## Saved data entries
|---|
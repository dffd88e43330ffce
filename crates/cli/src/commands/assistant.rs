//! Ask the business assistant from a terminal.
//!
//! Runs the same flows as the `/api/ai/*` endpoints against the data file.
//! The API key comes from `--api-key` or `LLM_API_KEY`.

use std::path::Path;

use secrecy::SecretString;

use leafspring_crm_core::CustomerId;
use leafspring_crm_server::config::CrmConfig;
use leafspring_crm_server::llm::ChatClient;
use leafspring_crm_server::services::AssistantService;
use leafspring_crm_server::store::Store;

use super::CliError;

/// Which assistant flow to run.
#[derive(Debug, Clone)]
pub enum Question {
    General(String),
    CompanyResearch(String),
    CustomerAnalysis(CustomerId),
}

/// Run one assistant flow and return its answer.
///
/// # Errors
///
/// Returns an error if the data file cannot be opened or the assistant fails.
pub async fn answer(
    config: &CrmConfig,
    data_file: &Path,
    question: Question,
    credential: &SecretString,
) -> Result<String, CliError> {
    let store = Store::open(data_file).await?;
    let client = ChatClient::new(&config.llm)?;
    let assistant = AssistantService::new(&client, &store);

    tracing::info!(model = client.model(), "Asking the assistant");

    let answer = match question {
        Question::General(message) => assistant.ask(&message, credential).await?,
        Question::CompanyResearch(query) => assistant.research_company(&query, credential).await?,
        Question::CustomerAnalysis(id) => assistant.analyze_customer(&id, credential).await?,
    };
    Ok(answer)
}
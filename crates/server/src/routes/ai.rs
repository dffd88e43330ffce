//! Business assistant endpoints.
//!
//! The caller supplies the upstream API key with every request; it is
//! wrapped in a `SecretString` immediately and never stored.

use axum::{
    Json, Router,
    extract::{Path, State},
    routing::post,
};
use secrecy::SecretString;
use serde::{Deserialize, Serialize};

use leafspring_crm_core::CustomerId;

use crate::error::AppError;
use crate::middleware::RequireAuth;
use crate::routes::ApiJson;
use crate::services::AssistantService;
use crate::state::AppState;

/// Build the assistant router.
pub fn router() -> Router<AppState> {
    Router::new()
        .route("/api/ai/chat", post(chat))
        .route("/api/ai/research-company", post(research_company))
        .route("/api/ai/analyze-customer/{id}", post(analyze_customer))
}

// =============================================================================
// Request/Response Types
// =============================================================================

/// A general question.
#[derive(Deserialize)]
#[serde(rename_all = "camelCase")]
pub struct ChatRequest {
    #[serde(default)]
    pub message: String,
    #[serde(default)]
    pub api_key: String,
}

/// A company to research.
#[derive(Deserialize)]
#[serde(rename_all = "camelCase")]
pub struct ResearchRequest {
    #[serde(default)]
    pub query: String,
    #[serde(default)]
    pub api_key: String,
}

/// Credentials for a customer analysis.
#[derive(Deserialize)]
#[serde(rename_all = "camelCase")]
pub struct AnalyzeRequest {
    #[serde(default)]
    pub api_key: String,
}

/// The assistant's answer.
#[derive(Debug, Serialize)]
pub struct AnswerResponse {
    pub success: bool,
    pub response: String,
}

impl AnswerResponse {
    const fn new(response: String) -> Self {
        Self {
            success: true,
            response,
        }
    }
}

// =============================================================================
// Handlers
// =============================================================================

async fn chat(
    State(state): State<AppState>,
    RequireAuth(_): RequireAuth,
    ApiJson(request): ApiJson<ChatRequest>,
) -> Result<Json<AnswerResponse>, AppError> {
    let credential = SecretString::from(request.api_key);
    let answer = AssistantService::new(state.llm(), state.store())
        .ask(&request.message, &credential)
        .await?;
    Ok(Json(AnswerResponse::new(answer)))
}

async fn research_company(
    State(state): State<AppState>,
    RequireAuth(_): RequireAuth,
    ApiJson(request): ApiJson<ResearchRequest>,
) -> Result<Json<AnswerResponse>, AppError> {
    let credential = SecretString::from(request.api_key);
    let answer = AssistantService::new(state.llm(), state.store())
        .research_company(&request.query, &credential)
        .await?;
    Ok(Json(AnswerResponse::new(answer)))
}

async fn analyze_customer(
    State(state): State<AppState>,
    RequireAuth(_): RequireAuth,
    Path(id): Path<CustomerId>,
    ApiJson(request): ApiJson<AnalyzeRequest>,
) -> Result<Json<AnswerResponse>, AppError> {
    let credential = SecretString::from(request.api_key);
    let answer = AssistantService::new(state.llm(), state.store())
        .analyze_customer(&id, &credential)
        .await?;
    Ok(Json(AnswerResponse::new(answer)))
}
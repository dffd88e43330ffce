//! Business records persisted in the data file.
//!
//! Every record keeps the fields it does not model in an `extra` map, so a
//! client can store arbitrary attributes and get them back unchanged.

pub mod customer;
pub mod inquiry;
pub mod order;
pub mod product;
pub mod user;

use serde::Serialize;
use serde::de::DeserializeOwned;
use serde_json::{Map, Value};

pub use customer::Customer;
pub use inquiry::Inquiry;
pub use order::Order;
pub use product::Product;
pub use user::{User, UserView};

/// Fields a patch may never overwrite.
const PROTECTED_FIELDS: &[&str] = &["id"];

/// Build a record from client-supplied fields plus server-assigned values.
///
/// Server-assigned values win over client fields of the same name.
///
/// # Errors
///
/// Returns `serde_json::Error` if the combined fields do not form a valid record.
pub fn from_fields<T: DeserializeOwned>(
    mut fields: Map<String, Value>,
    assigned: impl IntoIterator<Item = (&'static str, Value)>,
) -> Result<T, serde_json::Error> {
    for (key, value) in assigned {
        fields.insert(key.to_string(), value);
    }
    serde_json::from_value(Value::Object(fields))
}

/// Shallow-merge `patch` over `record`.
///
/// Top-level keys in `patch` replace those in the record, except `id`.
///
/// # Errors
///
/// Returns `serde_json::Error` if the merged fields do not form a valid record.
pub fn merge_fields<T: Serialize + DeserializeOwned>(
    record: &T,
    patch: Map<String, Value>,
) -> Result<T, serde_json::Error> {
    let mut value = serde_json::to_value(record)?;
    if let Value::Object(fields) = &mut value {
        for (key, v) in patch {
            if !PROTECTED_FIELDS.contains(&key.as_str()) {
                fields.insert(key, v);
            }
        }
    }
    serde_json::from_value(value)
}
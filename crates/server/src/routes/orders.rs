//! Orders.

use axum::{
    Json, Router,
    extract::{Path, Query, State},
    routing::{get, put},
};
use serde::Deserialize;
use serde_json::{Map, Value};

use leafspring_crm_core::{OrderId, OrderStatus};

use crate::error::AppError;
use crate::middleware::RequireAuth;
use crate::models::Order;
use crate::routes::{ApiJson, DataResponse, ListResponse, store_error};
use crate::state::AppState;
use crate::store::{OrderFilter, OrderRepository};

/// Build the orders router.
pub fn router() -> Router<AppState> {
    Router::new()
        .route("/api/orders", get(list).post(create))
        .route("/api/orders/{id}/status", put(set_status))
}

/// Body of a status change.
#[derive(Debug, Deserialize)]
pub struct StatusUpdate {
    pub status: OrderStatus,
}

async fn list(
    State(state): State<AppState>,
    RequireAuth(_): RequireAuth,
    Query(filter): Query<OrderFilter>,
) -> Json<ListResponse<Order>> {
    Json(ListResponse::new(OrderRepository::new(state.store()).list(&filter)))
}

async fn create(
    State(state): State<AppState>,
    RequireAuth(current): RequireAuth,
    ApiJson(fields): ApiJson<Map<String, Value>>,
) -> Result<Json<DataResponse<Order>>, AppError> {
    let order = OrderRepository::new(state.store())
        .create(fields, &current.user.name)
        .await?;
    Ok(Json(DataResponse::with_message("Order created", order)))
}

async fn set_status(
    State(state): State<AppState>,
    RequireAuth(_): RequireAuth,
    Path(id): Path<OrderId>,
    ApiJson(update): ApiJson<StatusUpdate>,
) -> Result<Json<DataResponse<Order>>, AppError> {
    let order = OrderRepository::new(state.store())
        .set_status(&id, update.status)
        .await
        .map_err(store_error("Order"))?;
    Ok(Json(DataResponse::with_message("Order status updated", order)))
}

#[cfg(test)]
mod tests {
    use axum::http::{Method, StatusCode};
    use serde_json::json;

    use crate::routes::test_support::{logged_in_app, send};

    #[tokio::test]
    async fn test_order_flow() {
        let (app, _, token) = logged_in_app().await;
        let token = Some(token.as_str());

        let (status, body) = send(
            &app,
            Method::POST,
            "/api/orders",
            token,
            Some(json!({
                "customerId": "c1",
                "customerName": "Ana Silva",
                "productName": "Heavy truck leaf spring",
                "quantity": 20,
                "status": "shipped"
            })),
        )
        .await;
        assert_eq!(status, StatusCode::OK);
        assert_eq!(body["data"]["status"], "pending");
        let id = body["data"]["id"].as_str().expect("id").to_string();
        assert!(id.starts_with("ORD"));

        let (status, body) = send(
            &app,
            Method::PUT,
            &format!("/api/orders/{id}/status"),
            token,
            Some(json!({ "status": "producing" })),
        )
        .await;
        assert_eq!(status, StatusCode::OK);
        assert_eq!(body["data"]["status"], "producing");

        let (_, body) = send(&app, Method::GET, "/api/orders?status=producing", token, None).await;
        assert_eq!(body["total"], 1);
        let (_, body) = send(&app, Method::GET, "/api/orders?customerId=c2", token, None).await;
        assert_eq!(body["total"], 0);
    }

    #[tokio::test]
    async fn test_status_of_unknown_order() {
        let (app, _, token) = logged_in_app().await;
        let (status, body) = send(
            &app,
            Method::PUT,
            "/api/orders/ORD0/status",
            Some(&token),
            Some(json!({ "status": "confirmed" })),
        )
        .await;
        assert_eq!(status, StatusCode::NOT_FOUND);
        assert_eq!(body["message"], "Order not found");
    }
}
//! Leafspring CRM server.
//!
//! Serves the JSON API and the static front end.
//!
//! # Architecture
//!
//! - Axum web framework
//! - JSON document store (`CRM_DATA_FILE`), rewritten after every mutation
//! - Bearer-token sessions held in memory
//! - External chat-completion API for the business assistant; the API key
//!   comes from each request

#![cfg_attr(not(test), forbid(unsafe_code))]

use leafspring_crm_server::config::CrmConfig;
use leafspring_crm_server::routes;
use leafspring_crm_server::state::AppState;
use sentry::integrations::tracing as sentry_tracing;
use tracing_subscriber::{layer::SubscriberExt, util::SubscriberInitExt};

/// Initialize Sentry error tracking and return guard that must be kept alive.
fn init_sentry(config: &CrmConfig) -> Option<sentry::ClientInitGuard> {
    let dsn = config.sentry_dsn.as_ref()?;

    let guard = sentry::init((
        dsn.as_str(),
        sentry::ClientOptions {
            release: sentry::release_name!(),
            environment: config
                .sentry_environment
                .clone()
                .map(std::borrow::Cow::Owned),
            sample_rate: config.sentry_sample_rate,
            traces_sample_rate: config.sentry_traces_sample_rate,
            attach_stacktrace: true,
            send_default_pii: false,
            ..Default::default()
        },
    ));

    tracing::info!("Sentry initialized");
    Some(guard)
}

/// Filter tracing events to Sentry event types.
fn sentry_event_filter(metadata: &tracing::Metadata<'_>) -> sentry_tracing::EventFilter {
    match *metadata.level() {
        tracing::Level::ERROR | tracing::Level::WARN => sentry_tracing::EventFilter::Event,
        tracing::Level::INFO | tracing::Level::DEBUG => sentry_tracing::EventFilter::Breadcrumb,
        _ => sentry_tracing::EventFilter::Ignore,
    }
}

#[tokio::main]
async fn main() {
    // Load configuration from environment (needed for Sentry init)
    let config = CrmConfig::from_env().expect("Failed to load configuration");

    // Initialize Sentry (must be done before tracing subscriber)
    let _sentry_guard = init_sentry(&config);

    let env_filter = tracing_subscriber::EnvFilter::try_from_default_env()
        .unwrap_or_else(|_| "leafspring_crm_server=info,tower_http=debug".into());

    let json_layer = config
        .log_json
        .then(|| tracing_subscriber::fmt::layer().json().flatten_event(true));
    let text_layer = (!config.log_json).then(tracing_subscriber::fmt::layer);

    tracing_subscriber::registry()
        .with(env_filter)
        .with(json_layer)
        .with(text_layer)
        .with(sentry_tracing::layer().event_filter(sentry_event_filter))
        .init();

    let addr = config.socket_addr();

    let state = AppState::bootstrap(config)
        .await
        .expect("Failed to create application state");

    let app = routes::app(state);

    tracing::info!("CRM listening on http://{}", addr);

    let listener = tokio::net::TcpListener::bind(addr)
        .await
        .expect("Failed to bind to address");

    axum::serve(listener, app)
        .with_graceful_shutdown(shutdown_signal())
        .await
        .expect("Server error");
}

/// Wait for shutdown signal (Ctrl+C or SIGTERM).
async fn shutdown_signal() {
    let ctrl_c = async {
        tokio::signal::ctrl_c()
            .await
            .expect("Failed to install Ctrl+C handler");
    };

    #[cfg(unix)]
    let terminate = async {
        tokio::signal::unix::signal(tokio::signal::unix::SignalKind::terminate())
            .expect("Failed to install signal handler")
            .recv()
            .await;
    };

    #[cfg(not(unix))]
    let terminate = std::future::pending::<()>();

    tokio::select! {
        () = ctrl_c => {},
        () = terminate => {},
    }

    tracing::info!("Shutdown signal received, starting graceful shutdown");
}
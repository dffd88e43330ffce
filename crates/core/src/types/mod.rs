//! Core types for Leafspring CRM.
//!
//! This module provides type-safe wrappers for common domain concepts.

pub mod id;
pub mod status;

pub use id::*;
pub use status::*;
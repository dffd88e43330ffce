//! Customer CRUD.

use axum::{
    Json, Router,
    extract::{Path, Query, State},
    routing::{get, put},
};
use serde_json::{Map, Value};

use leafspring_crm_core::CustomerId;

use crate::error::AppError;
use crate::middleware::RequireAuth;
use crate::models::Customer;
use crate::routes::{ApiJson, DataResponse, ListResponse, MessageResponse, store_error};
use crate::state::AppState;
use crate::store::{CustomerFilter, CustomerRepository};

const ENTITY: &str = "Customer";

/// Build the customers router.
pub fn router() -> Router<AppState> {
    Router::new()
        .route("/api/customers", get(list).post(create))
        .route("/api/customers/{id}", put(update).delete(remove))
}

async fn list(
    State(state): State<AppState>,
    RequireAuth(_): RequireAuth,
    Query(filter): Query<CustomerFilter>,
) -> Json<ListResponse<Customer>> {
    Json(ListResponse::new(
        CustomerRepository::new(state.store()).list(&filter),
    ))
}

async fn create(
    State(state): State<AppState>,
    RequireAuth(current): RequireAuth,
    ApiJson(fields): ApiJson<Map<String, Value>>,
) -> Result<Json<DataResponse<Customer>>, AppError> {
    let customer = CustomerRepository::new(state.store())
        .create(fields, &current.user.name)
        .await?;
    Ok(Json(DataResponse::with_message("Customer created", customer)))
}

async fn update(
    State(state): State<AppState>,
    RequireAuth(_): RequireAuth,
    Path(id): Path<CustomerId>,
    ApiJson(patch): ApiJson<Map<String, Value>>,
) -> Result<Json<DataResponse<Customer>>, AppError> {
    let customer = CustomerRepository::new(state.store())
        .update(&id, patch)
        .await
        .map_err(store_error(ENTITY))?;
    Ok(Json(DataResponse::with_message("Customer updated", customer)))
}

async fn remove(
    State(state): State<AppState>,
    RequireAuth(_): RequireAuth,
    Path(id): Path<CustomerId>,
) -> Result<Json<MessageResponse>, AppError> {
    CustomerRepository::new(state.store())
        .delete(&id)
        .await
        .map_err(store_error(ENTITY))?;
    Ok(Json(MessageResponse::new("Customer deleted")))
}

#[cfg(test)]
mod tests {
    use axum::http::{Method, StatusCode};
    use serde_json::json;

    use crate::routes::test_support::{logged_in_app, send};

    #[tokio::test]
    async fn test_customer_lifecycle() {
        let (app, _, token) = logged_in_app().await;
        let token = Some(token.as_str());

        let (status, body) = send(
            &app,
            Method::POST,
            "/api/customers",
            token,
            Some(json!({ "name": "Ana Silva", "company": "Frota Sul", "country": "Brazil", "source": "fair" })),
        )
        .await;
        assert_eq!(status, StatusCode::OK);
        assert_eq!(body["data"]["createdBy"], "Maria Lopes");
        assert_eq!(body["data"]["source"], "fair");
        let id = body["data"]["id"].as_str().expect("id").to_string();

        let (_, body) = send(&app, Method::GET, "/api/customers?search=frota", token, None).await;
        assert_eq!(body["total"], 1);

        let (_, body) = send(&app, Method::GET, "/api/customers?country=Chile", token, None).await;
        assert_eq!(body["total"], 0);

        let uri = format!("/api/customers/{id}");
        let (status, body) =
            send(&app, Method::PUT, &uri, token, Some(json!({ "tier": "A", "id": "hijack" }))).await;
        assert_eq!(status, StatusCode::OK);
        assert_eq!(body["data"]["tier"], "A");
        assert_eq!(body["data"]["id"], id.as_str());
        assert!(body["data"]["updatedAt"].is_string());

        let (status, _) = send(&app, Method::DELETE, &uri, token, None).await;
        assert_eq!(status, StatusCode::OK);

        let (status, body) = send(&app, Method::DELETE, &uri, token, None).await;
        assert_eq!(status, StatusCode::NOT_FOUND);
        assert_eq!(body["message"], "Customer not found");
    }

    #[tokio::test]
    async fn test_update_unknown_customer() {
        let (app, _, token) = logged_in_app().await;
        let (status, body) = send(
            &app,
            Method::PUT,
            "/api/customers/c-missing",
            Some(&token),
            Some(json!({ "tier": "B" })),
        )
        .await;
        assert_eq!(status, StatusCode::NOT_FOUND);
        assert_eq!(body["success"], false);
    }
}
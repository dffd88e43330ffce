//! System prompts for the business assistant.
//!
//! Each [`PromptKind`] renders one askama text template from
//! `templates/prompts/`. Rendering is deterministic: the same snapshot and
//! kind always give the same prompt, since templates contain no clock or
//! randomness and every breakdown is an ordered map.

use std::collections::BTreeMap;
use std::fmt::Display;

use askama::Template;
use thiserror::Error;

use leafspring_crm_core::CustomerId;

use crate::models::{Customer, Inquiry, Order, Product};
use crate::snapshot::BusinessSnapshot;

/// Customers listed in the general prompt.
pub const CUSTOMER_SAMPLE: usize = 20;
/// Orders listed in the general prompt.
pub const ORDER_SAMPLE: usize = 10;
/// Inquiries listed in the general prompt.
pub const INQUIRY_SAMPLE: usize = 10;

/// Errors that can occur while building a prompt.
#[derive(Debug, Error)]
pub enum PromptError {
    /// The customer to analyze does not exist.
    #[error("customer not found: {0}")]
    CustomerNotFound(CustomerId),

    /// A template failed to render.
    #[error("template error: {0}")]
    Render(#[from] askama::Error),

    /// A record could not be serialized for the prompt.
    #[error("serialization error: {0}")]
    Serialize(#[from] serde_json::Error),
}

/// Which task the assistant is prompted for.
#[derive(Debug, Clone, Copy)]
pub enum PromptKind<'a> {
    /// Free-form questions about the CRM data.
    General,
    /// Research on an outside company; carries no CRM data.
    CompanyResearch { subject: &'a str },
    /// Analysis of one customer and their history.
    CustomerAnalysis { customer_id: &'a CustomerId },
}

// =============================================================================
// Templates
// =============================================================================

#[derive(Template)]
#[template(path = "prompts/general.txt")]
struct GeneralPrompt {
    customer_count: usize,
    order_count: usize,
    pending_orders: usize,
    inquiry_count: usize,
    new_inquiries: usize,
    product_count: usize,
    by_type: Vec<String>,
    by_tier: Vec<String>,
    by_country: Vec<String>,
    orders_by_status: Vec<String>,
    inquiries_by_status: Vec<String>,
    customer_limit: usize,
    customers: Vec<String>,
    order_limit: usize,
    orders: Vec<String>,
    inquiry_limit: usize,
    inquiries: Vec<String>,
    products: Vec<String>,
}

#[derive(Template)]
#[template(path = "prompts/company_research.txt")]
struct CompanyResearchPrompt<'a> {
    subject: &'a str,
}

#[derive(Template)]
#[template(path = "prompts/customer_analysis.txt")]
struct CustomerAnalysisPrompt {
    customer: String,
    order_count: usize,
    orders: Vec<String>,
    inquiry_count: usize,
    inquiries: Vec<String>,
}

// =============================================================================
// Building
// =============================================================================

/// Render the system prompt for `kind` from `snapshot`.
///
/// # Errors
///
/// Returns `PromptError::CustomerNotFound` if a customer analysis names an
/// unknown customer, or a rendering error.
pub fn build_system_prompt(
    kind: PromptKind<'_>,
    snapshot: &BusinessSnapshot,
) -> Result<String, PromptError> {
    match kind {
        PromptKind::General => general(snapshot),
        PromptKind::CompanyResearch { subject } => {
            Ok(CompanyResearchPrompt { subject: subject.trim() }.render()?)
        }
        PromptKind::CustomerAnalysis { customer_id } => customer_analysis(customer_id, snapshot),
    }
}

fn general(snapshot: &BusinessSnapshot) -> Result<String, PromptError> {
    let template = GeneralPrompt {
        customer_count: snapshot.customers.len(),
        order_count: snapshot.orders.len(),
        pending_orders: snapshot.pending_orders(),
        inquiry_count: snapshot.inquiries.len(),
        new_inquiries: snapshot.new_inquiries(),
        product_count: snapshot.products.len(),
        by_type: breakdown(&snapshot.customers_by_type()),
        by_tier: breakdown(&snapshot.customers_by_tier()),
        by_country: breakdown(&snapshot.customers_by_country()),
        orders_by_status: breakdown(&snapshot.orders_by_status()),
        inquiries_by_status: breakdown(&snapshot.inquiries_by_status()),
        customer_limit: CUSTOMER_SAMPLE,
        customers: lines(snapshot.sample_customers(CUSTOMER_SAMPLE), customer_line),
        order_limit: ORDER_SAMPLE,
        orders: lines(snapshot.sample_orders(ORDER_SAMPLE), order_line),
        inquiry_limit: INQUIRY_SAMPLE,
        inquiries: lines(snapshot.sample_inquiries(INQUIRY_SAMPLE), inquiry_line),
        products: lines(&snapshot.products, product_line),
    };
    Ok(template.render()?)
}

fn customer_analysis(
    customer_id: &CustomerId,
    snapshot: &BusinessSnapshot,
) -> Result<String, PromptError> {
    let customer = snapshot
        .customer(customer_id)
        .ok_or_else(|| PromptError::CustomerNotFound(customer_id.clone()))?;
    let orders = snapshot.orders_for(customer_id);
    let inquiries = snapshot.inquiries_for(customer_id);

    let template = CustomerAnalysisPrompt {
        customer: serde_json::to_string_pretty(customer)?,
        order_count: orders.len(),
        orders: lines(orders, order_line),
        inquiry_count: inquiries.len(),
        inquiries: lines(inquiries, inquiry_line),
    };
    Ok(template.render()?)
}

// =============================================================================
// Line formatting
// =============================================================================

const NONE: &str = "none";

fn lines<'a, T: 'a>(
    items: impl IntoIterator<Item = &'a T>,
    describe: impl Fn(&T) -> String,
) -> Vec<String> {
    let out: Vec<String> = items.into_iter().map(describe).collect();
    if out.is_empty() {
        vec![NONE.to_string()]
    } else {
        out
    }
}

fn breakdown<K: Display>(counts: &BTreeMap<K, usize>) -> Vec<String> {
    if counts.is_empty() {
        return vec![NONE.to_string()];
    }
    counts
        .iter()
        .map(|(key, count)| format!("{key}: {count}"))
        .collect()
}

/// `head | label: value | ...`, skipping empty values.
fn describe(head: &str, fields: &[(&str, Option<String>)]) -> String {
    let mut line = head.to_string();
    for (label, value) in fields {
        if let Some(value) = value.as_deref().filter(|v| !v.is_empty()) {
            line.push_str(" | ");
            line.push_str(label);
            line.push_str(": ");
            line.push_str(value);
        }
    }
    line
}

fn customer_line(c: &Customer) -> String {
    describe(
        &c.name,
        &[
            ("company", c.company.clone()),
            ("country", c.country.clone()),
            ("type", c.customer_type.clone()),
            ("tier", c.tier.clone()),
            ("status", c.status.clone()),
            ("since", Some(c.created_at.format("%Y-%m-%d").to_string())),
        ],
    )
}

fn order_line(o: &Order) -> String {
    let customer = o
        .customer_name
        .clone()
        .or_else(|| o.customer_id.as_ref().map(ToString::to_string));
    describe(
        o.id.as_str(),
        &[
            ("customer", customer),
            ("product", o.product_name.clone()),
            ("quantity", o.quantity.map(|q| q.normalize().to_string())),
            ("amount", o.total_amount.map(|a| a.normalize().to_string())),
            ("status", Some(o.status.to_string())),
            ("date", Some(o.created_at.format("%Y-%m-%d").to_string())),
        ],
    )
}

fn inquiry_line(i: &Inquiry) -> String {
    let customer = i
        .customer_name
        .clone()
        .or_else(|| i.customer_id.as_ref().map(ToString::to_string));
    let quantity = i.quantity.as_ref().map(|q| match q {
        serde_json::Value::String(s) => s.clone(),
        other => other.to_string(),
    });
    describe(
        i.id.as_str(),
        &[
            ("customer", customer),
            ("product", i.product.clone()),
            ("quantity", quantity),
            ("content", i.content.clone()),
            ("status", Some(i.status.to_string())),
            ("date", Some(i.created_at.format("%Y-%m-%d").to_string())),
        ],
    )
}

fn product_line(p: &Product) -> String {
    let price = if p.price.is_zero() {
        "on request".to_string()
    } else {
        match p.unit.as_deref() {
            Some(unit) => format!("{} per {unit}", p.price.normalize()),
            None => p.price.normalize().to_string(),
        }
    };
    describe(
        &format!("{} {}", p.id, p.name),
        &[
            ("category", p.category.clone()),
            ("steel", p.spec.clone()),
            ("thickness", p.thickness.clone()),
            ("width", p.width.clone()),
            ("price", Some(price)),
        ],
    )
}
|---|
## Assignment
Nothing but lines that contain "filename" should appear in the answer. Copy each from the records.

## Response box
filename crates/cli/src/commands/assistant.rs
filename crates/server/src/routes/ai.rs
filename crates/server/src/routes/orders.rs
filename crates/core/src/types/mod.rs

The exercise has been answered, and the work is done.